Source information below:

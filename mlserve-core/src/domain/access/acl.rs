// mlserve-core/src/domain/access/acl.rs

use serde::{Deserialize, Serialize};
use std::fmt;

use crate::domain::access::identity::Identity;
use crate::domain::access::permission::PermissionLevel;
use crate::domain::error::DomainError;

#[derive(Debug, Clone, PartialEq, Eq, Hash, PartialOrd, Ord)]
pub enum Principal {
    User(String),
    Group(String),
    ServicePrincipal(String),
}

impl Principal {
    /// Field name used for this principal kind in an access control request.
    pub fn acl_key(&self) -> &'static str {
        match self {
            Self::User(_) => "user_name",
            Self::Group(_) => "group_name",
            Self::ServicePrincipal(_) => "service_principal_name",
        }
    }

    pub fn name(&self) -> &str {
        match self {
            Self::User(n) | Self::Group(n) | Self::ServicePrincipal(n) => n,
        }
    }
}

impl fmt::Display for Principal {
    fn fmt(&self, f: &mut fmt::Formatter<'_>) -> fmt::Result {
        write!(f, "{}={}", self.acl_key(), self.name())
    }
}

/// `{user_name | group_name | service_principal_name, permission_level}`.
///
/// Exactly one principal field is allowed, both in config files and on the wire.
#[derive(Debug, Clone, PartialEq, Eq, Serialize, Deserialize)]
#[serde(try_from = "RawEntry", into = "RawEntry")]
pub struct AccessControlEntry {
    pub principal: Principal,
    pub permission_level: PermissionLevel,
}

impl AccessControlEntry {
    pub fn new(principal: Principal, permission_level: PermissionLevel) -> Self {
        Self {
            principal,
            permission_level,
        }
    }

    pub fn group(name: impl Into<String>, permission_level: PermissionLevel) -> Self {
        Self::new(Principal::Group(name.into()), permission_level)
    }
}

#[derive(Serialize, Deserialize)]
struct RawEntry {
    #[serde(default, skip_serializing_if = "Option::is_none")]
    user_name: Option<String>,
    #[serde(default, skip_serializing_if = "Option::is_none")]
    group_name: Option<String>,
    #[serde(default, skip_serializing_if = "Option::is_none")]
    service_principal_name: Option<String>,
    permission_level: PermissionLevel,
}

impl TryFrom<RawEntry> for AccessControlEntry {
    type Error = DomainError;

    fn try_from(raw: RawEntry) -> Result<Self, Self::Error> {
        let principal = match (raw.user_name, raw.group_name, raw.service_principal_name) {
            (Some(u), None, None) => Principal::User(u),
            (None, Some(g), None) => Principal::Group(g),
            (None, None, Some(sp)) => Principal::ServicePrincipal(sp),
            (None, None, None) => {
                return Err(DomainError::InvalidAccessControl(
                    "entry has no principal (user_name, group_name or service_principal_name)"
                        .to_string(),
                ));
            }
            _ => {
                return Err(DomainError::InvalidAccessControl(
                    "entry names more than one principal".to_string(),
                ));
            }
        };
        Ok(Self::new(principal, raw.permission_level))
    }
}

impl From<AccessControlEntry> for RawEntry {
    fn from(entry: AccessControlEntry) -> Self {
        let mut raw = RawEntry {
            user_name: None,
            group_name: None,
            service_principal_name: None,
            permission_level: entry.permission_level,
        };
        match entry.principal {
            Principal::User(n) => raw.user_name = Some(n),
            Principal::Group(n) => raw.group_name = Some(n),
            Principal::ServicePrincipal(n) => raw.service_principal_name = Some(n),
        }
        raw
    }
}

/// Set of entries keyed by principal. Insertion order is kept for display
/// and for the submitted request body; equality ignores it.
#[derive(Debug, Clone, Default, Serialize)]
#[serde(transparent)]
pub struct AccessControlList {
    entries: Vec<AccessControlEntry>,
}

impl AccessControlList {
    pub fn new() -> Self {
        Self::default()
    }

    /// ACL that keeps `owner` in control of the endpoint.
    ///
    /// The owner always ends up with `CAN_MANAGE`, whatever `extra` says about it.
    pub fn owned_by(owner: &Identity, extra: &[AccessControlEntry]) -> Self {
        let owner_principal = owner.principal();
        let mut acl = Self::new();
        acl.insert(AccessControlEntry::new(
            owner_principal.clone(),
            PermissionLevel::CanManage,
        ));
        for entry in extra {
            if entry.principal == owner_principal {
                continue;
            }
            acl.insert(entry.clone());
        }
        acl
    }

    /// Inserts or replaces the entry for the same principal.
    pub fn insert(&mut self, entry: AccessControlEntry) {
        match self
            .entries
            .iter_mut()
            .find(|e| e.principal == entry.principal)
        {
            Some(existing) => existing.permission_level = entry.permission_level,
            None => self.entries.push(entry),
        }
    }

    pub fn level_for(&self, principal: &Principal) -> Option<PermissionLevel> {
        self.entries
            .iter()
            .find(|e| &e.principal == principal)
            .map(|e| e.permission_level)
    }

    pub fn entries(&self) -> &[AccessControlEntry] {
        &self.entries
    }

    pub fn len(&self) -> usize {
        self.entries.len()
    }

    pub fn is_empty(&self) -> bool {
        self.entries.is_empty()
    }
}

impl PartialEq for AccessControlList {
    fn eq(&self, other: &Self) -> bool {
        self.len() == other.len()
            && self
                .entries
                .iter()
                .all(|e| other.level_for(&e.principal) == Some(e.permission_level))
    }
}

impl Eq for AccessControlList {}

impl FromIterator<AccessControlEntry> for AccessControlList {
    fn from_iter<I: IntoIterator<Item = AccessControlEntry>>(iter: I) -> Self {
        let mut acl = Self::new();
        for entry in iter {
            acl.insert(entry);
        }
        acl
    }
}

#[cfg(test)]
#[allow(clippy::unwrap_used)]
mod tests {
    use super::*;

    fn admins() -> AccessControlEntry {
        AccessControlEntry::group("admins", PermissionLevel::CanManage)
    }

    #[test]
    fn test_owner_entry_comes_first_with_manage() {
        let owner = Identity::classify("svc-123");
        let acl = AccessControlList::owned_by(&owner, &[admins()]);

        assert_eq!(acl.len(), 2);
        assert_eq!(
            acl.entries()[0],
            AccessControlEntry::new(
                Principal::ServicePrincipal("svc-123".into()),
                PermissionLevel::CanManage
            )
        );
        assert_eq!(acl.entries()[1], admins());
    }

    #[test]
    fn test_owner_cannot_be_downgraded_by_extra_entries() {
        let owner = Identity::classify("jane@example.com");
        let extra = vec![AccessControlEntry::new(
            Principal::User("jane@example.com".into()),
            PermissionLevel::CanView,
        )];
        let acl = AccessControlList::owned_by(&owner, &extra);

        assert_eq!(acl.len(), 1);
        assert_eq!(
            acl.level_for(&owner.principal()),
            Some(PermissionLevel::CanManage)
        );
    }

    #[test]
    fn test_same_principal_is_keyed_once() {
        let acl: AccessControlList = vec![
            AccessControlEntry::group("readers", PermissionLevel::CanView),
            AccessControlEntry::group("readers", PermissionLevel::CanQuery),
        ]
        .into_iter()
        .collect();

        assert_eq!(acl.len(), 1);
        assert_eq!(
            acl.level_for(&Principal::Group("readers".into())),
            Some(PermissionLevel::CanQuery)
        );
    }

    #[test]
    fn test_equality_ignores_order() {
        let a: AccessControlList = vec![
            admins(),
            AccessControlEntry::group("readers", PermissionLevel::CanQuery),
        ]
        .into_iter()
        .collect();
        let b: AccessControlList = vec![
            AccessControlEntry::group("readers", PermissionLevel::CanQuery),
            admins(),
        ]
        .into_iter()
        .collect();
        assert_eq!(a, b);
    }

    #[test]
    fn test_entry_wire_shape() {
        let json = serde_json::to_value(admins()).unwrap();
        assert_eq!(
            json,
            serde_json::json!({"group_name": "admins", "permission_level": "CAN_MANAGE"})
        );
    }

    #[test]
    fn test_entry_from_yaml_requires_exactly_one_principal() {
        let ok: AccessControlEntry =
            serde_yaml::from_str("service_principal_name: svc-1\npermission_level: CAN_QUERY")
                .unwrap();
        assert_eq!(ok.principal, Principal::ServicePrincipal("svc-1".into()));

        let none = serde_yaml::from_str::<AccessControlEntry>("permission_level: CAN_QUERY");
        assert!(none.is_err());

        let both = serde_yaml::from_str::<AccessControlEntry>(
            "user_name: a@b.c\ngroup_name: g\npermission_level: CAN_QUERY",
        );
        assert!(both.is_err());
    }
}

End of Source information.

■ **Try it**
Write out every line of the entries that holds the word "DomainError".

■ **Output for this exercise**
use crate::domain::error::DomainError;
    type Error = DomainError;
                return Err(DomainError::InvalidAccessControl(
                return Err(DomainError::InvalidAccessControl(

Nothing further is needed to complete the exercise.